The First Kingdom Church Of Asphodel
Charter of Faith
This document was created in order to describe, in the clearest possible term, the faith that underlies the Asphodel tradition. It is not intended to inform members, potential members, or the larger Pagan community what they ought to believe or do. Members are free to believe as they choose, even if those beliefs are in direct conflict with this charter. If any person feels there is enough common ground between the Asphodel tradition and their own beliefs and practices that they wish to learn, worship or celebrate within the Asphodel tradition, they are welcome to join Asphodel regardless of how widely their values and theology may differ from these.
We, the founding officers of The First Kingdom Church of Asphodel, on this the 21st day of June, 2003, do hereby create our Church wherein our spirits shall be inspired, succored, and brought into fellowship together. We declare that all that is set here below is a true representation of our faith and that of our congregation.
We are neo-pagans. We teach the concept of spiritual realization through the body of paleo-pagan cultural mythos collected throughout the ages.
We are an earth-centered, or 'immanent' faith. We see sanctity as present not only in an afterlife or otherworld, but throughout the physical realm of this world and our physical bodies.
We follow the cycles of sun and moon and the climate changes of the turning year. We celebrate the equinoxes and solstices, and the changing of seasons as traditional in our faith.
We are a hierarchical organization. We believe in practicing and modeling honorable leadership and service, through a clearly defined structure of interpersonal and organizational relationships.
We believe in reclaiming and living sacred archetypes as part of a greater spiritual path. We use mythic and archetypical titles within a spiritual Kingdom structure as part of this practice.
We accept as liturgy the worship outlined in the Book of Hours, but also accept the importance of speaking to the Gods as we are moved to at the time of worship.
We are theists. We believe that the gods and goddesses are real, not merely archetypes, and that they are independent of our existence.
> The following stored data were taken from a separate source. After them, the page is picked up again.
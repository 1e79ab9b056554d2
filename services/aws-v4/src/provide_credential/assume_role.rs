// Licensed to the Apache Software Foundation (ASF) under one
// or more contributor license agreements.  See the NOTICE file
// distributed with this work for additional information
// regarding copyright ownership.  The ASF licenses this file
// to you under the Apache License, Version 2.0 (the
// "License"); you may not use this file except in compliance
// with the License.  You may obtain a copy of the License at
//
//   http://www.apache.org/licenses/LICENSE-2.0
//
// Unless required by applicable law or agreed to in writing,
// software distributed under the License is distributed on an
// "AS IS" BASIS, WITHOUT WARRANTIES OR CONDITIONS OF ANY
// KIND, either express or implied.  See the License for the
// specific language governing permissions and limitations
// under the License.

use crate::constants::X_AMZ_CONTENT_SHA_256;
use crate::credential::Credential;
use crate::provide_credential::utils::{parse_sts_error, sts_endpoint};
use async_trait::async_trait;
use bytes::Bytes;
use flexfetch_core::hash::EMPTY_STRING_SHA256;
use flexfetch_core::time::parse_rfc3339;
use flexfetch_core::{Context, Error, ProvideCredential, Result, Signer, SigningCredential};
use quick_xml::de;
use serde::Deserialize;
use std::sync::Mutex;

/// AssumeRoleCredentialProvider loads temporary credential via STS `AssumeRole`.
///
/// The STS request itself is signed by `sts_signer`, which carries the base
/// credential of the process. The assumed credential is kept and reused until
/// it gets close to expiry.
#[derive(Debug)]
pub struct AssumeRoleCredentialProvider {
    role_arn: String,
    role_session_name: String,
    external_id: Option<String>,
    duration_seconds: Option<u32>,

    region: Option<String>,
    use_regional_sts_endpoint: bool,

    sts_signer: Signer<Credential>,
    credential: Mutex<Option<Credential>>,
}

impl AssumeRoleCredentialProvider {
    /// Create a new assume role loader.
    pub fn new(role_arn: impl Into<String>, sts_signer: Signer<Credential>) -> Self {
        Self {
            role_arn: role_arn.into(),
            role_session_name: "consumer-session".to_string(),
            external_id: None,
            duration_seconds: Some(3600),
            region: None,
            use_regional_sts_endpoint: false,
            sts_signer,
            credential: Mutex::new(None),
        }
    }

    /// Set the role session name.
    pub fn with_role_session_name(mut self, name: impl Into<String>) -> Self {
        self.role_session_name = name.into();
        self
    }

    /// Set the external ID.
    ///
    /// An empty external ID is the same as no external ID.
    pub fn with_external_id(mut self, id: impl Into<String>) -> Self {
        let id = id.into();
        self.external_id = (!id.is_empty()).then_some(id);
        self
    }

    /// Set the duration in seconds.
    pub fn with_duration_seconds(mut self, seconds: u32) -> Self {
        self.duration_seconds = Some(seconds);
        self
    }

    /// Set the region.
    pub fn with_region(mut self, region: impl Into<String>) -> Self {
        self.region = Some(region.into());
        self
    }

    /// Use regional STS endpoint.
    pub fn with_regional_sts_endpoint(mut self) -> Self {
        self.use_regional_sts_endpoint = true;
        self
    }

    /// The role this provider assumes.
    pub fn role_arn(&self) -> &str {
        &self.role_arn
    }

    fn cached(&self) -> Option<Credential> {
        match self.credential.lock() {
            Ok(guard) => guard.clone().filter(|c| c.is_valid()),
            Err(_) => None,
        }
    }

    async fn assume_role(&self, ctx: &Context) -> Result<Credential> {
        let endpoint = sts_endpoint(self.region.as_deref(), self.use_regional_sts_endpoint)
            .map_err(|e| e.with_context(format!("role_arn: {}", self.role_arn)))?;

        let query = {
            let mut s = form_urlencoded::Serializer::new(String::new());
            s.append_pair("Action", "AssumeRole")
                .append_pair("RoleArn", &self.role_arn)
                .append_pair("RoleSessionName", &self.role_session_name)
                .append_pair("Version", "2011-06-15");
            if let Some(external_id) = &self.external_id {
                s.append_pair("ExternalId", external_id);
            }
            if let Some(duration_seconds) = self.duration_seconds {
                s.append_pair("DurationSeconds", &duration_seconds.to_string());
            }
            s.finish()
        };

        let req = http::Request::builder()
            .method(http::Method::GET)
            .uri(format!("https://{endpoint}/?{query}"))
            .header(
                http::header::CONTENT_TYPE,
                "application/x-www-form-urlencoded",
            )
            .header(X_AMZ_CONTENT_SHA_256, EMPTY_STRING_SHA256)
            .body(Bytes::new())
            .map_err(|e| {
                Error::request_invalid("failed to build STS AssumeRole request")
                    .with_source(e)
                    .with_context(format!("role_arn: {}", self.role_arn))
            })?;

        let (mut parts, body) = req.into_parts();
        self.sts_signer.sign(&mut parts).await?;
        let req = http::Request::from_parts(parts, body);

        let resp = ctx.http_send_as_string(req).await.map_err(|e| {
            Error::unexpected("failed to send AssumeRole request to STS")
                .with_source(e)
                .with_context(format!("role_arn: {}", self.role_arn))
                .with_context(format!("endpoint: https://{endpoint}"))
                .set_retryable(true)
        })?;

        let status = resp.status();
        let request_id = resp
            .headers()
            .get("x-amzn-requestid")
            .and_then(|v| v.to_str().ok())
            .map(|s| s.to_string());

        if status != http::StatusCode::OK {
            return Err(parse_sts_error(
                "AssumeRole",
                status,
                resp.body(),
                request_id.as_deref(),
            )
            .with_context(format!("role_arn: {}", self.role_arn))
            .with_context(format!("session_name: {}", self.role_session_name)));
        }

        let body = resp.into_body();
        let resp: AssumeRoleResponse = de::from_str(&body).map_err(|e| {
            Error::unexpected("failed to parse STS AssumeRole response")
                .with_source(e)
                .with_context(format!("response_length: {}", body.len()))
                .with_context(format!("role_arn: {}", self.role_arn))
        })?;
        let resp_cred = resp.result.credentials;

        Ok(Credential {
            access_key_id: resp_cred.access_key_id,
            secret_access_key: resp_cred.secret_access_key,
            session_token: Some(resp_cred.session_token.trim().to_string()),
            expires_in: Some(parse_rfc3339(&resp_cred.expiration).map_err(|e| {
                e.with_context(format!("role_arn: {}", self.role_arn))
            })?),
        })
    }
}

#[async_trait]
impl ProvideCredential for AssumeRoleCredentialProvider {
    type Credential = Credential;

    async fn provide_credential(&self, ctx: &Context) -> Result<Option<Self::Credential>> {
        if let Some(cred) = self.cached() {
            return Ok(Some(cred));
        }

        log::debug!("assuming role {} via STS", self.role_arn);
        let cred = self.assume_role(ctx).await?;
        if let Ok(mut guard) = self.credential.lock() {
            *guard = Some(cred.clone());
        }

        Ok(Some(cred))
    }
}

#[derive(Default, Debug, Deserialize)]
#[serde(default, rename_all = "PascalCase")]
struct AssumeRoleResponse {
    #[serde(rename = "AssumeRoleResult")]
    result: AssumeRoleResult,
}

#[derive(Default, Debug, Deserialize)]
#[serde(default, rename_all = "PascalCase")]
struct AssumeRoleResult {
    credentials: AssumeRoleCredentials,
}

#[derive(Default, Debug, Deserialize)]
#[serde(default, rename_all = "PascalCase")]
struct AssumeRoleCredentials {
    access_key_id: String,
    secret_access_key: String,
    session_token: String,
    expiration: String,
}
They are not a product of human thought, or simply a useful psychological construct. They visit us in many ways and have a tangible presence in our lives. We propitiate the deities we work with and give them offerings, both as a show of respect and out of gratitude.
We believe that anyone can communicate with deity and experience it directly, without a priest or any other intermediary. Knowledge of deity comes in many forms, including diverse traditions and sources of lore, as well as personal gnosis through visions, conversations or intuition. We believe prayer can be a conversation, if you listen with your whole soul.
We are polytheists. We believe that there are many different deities, each specific unto themselves, and all of whom deserve some kind of reverence. We follow a complex liturgy that honors many different deities and principles from a variety of cultures. We believe that every one of them is valid, and valuable, in their own way.
We are pantheists. We believe that all gods and goddesses are part of the same divine energy, even those who we do not work with or are unknown to us, but on the level in which they are undifferentiated, they are impersonal, the same way that human beings are all part of a great swarm of human energy. They, like us, are both individual and part of something greater.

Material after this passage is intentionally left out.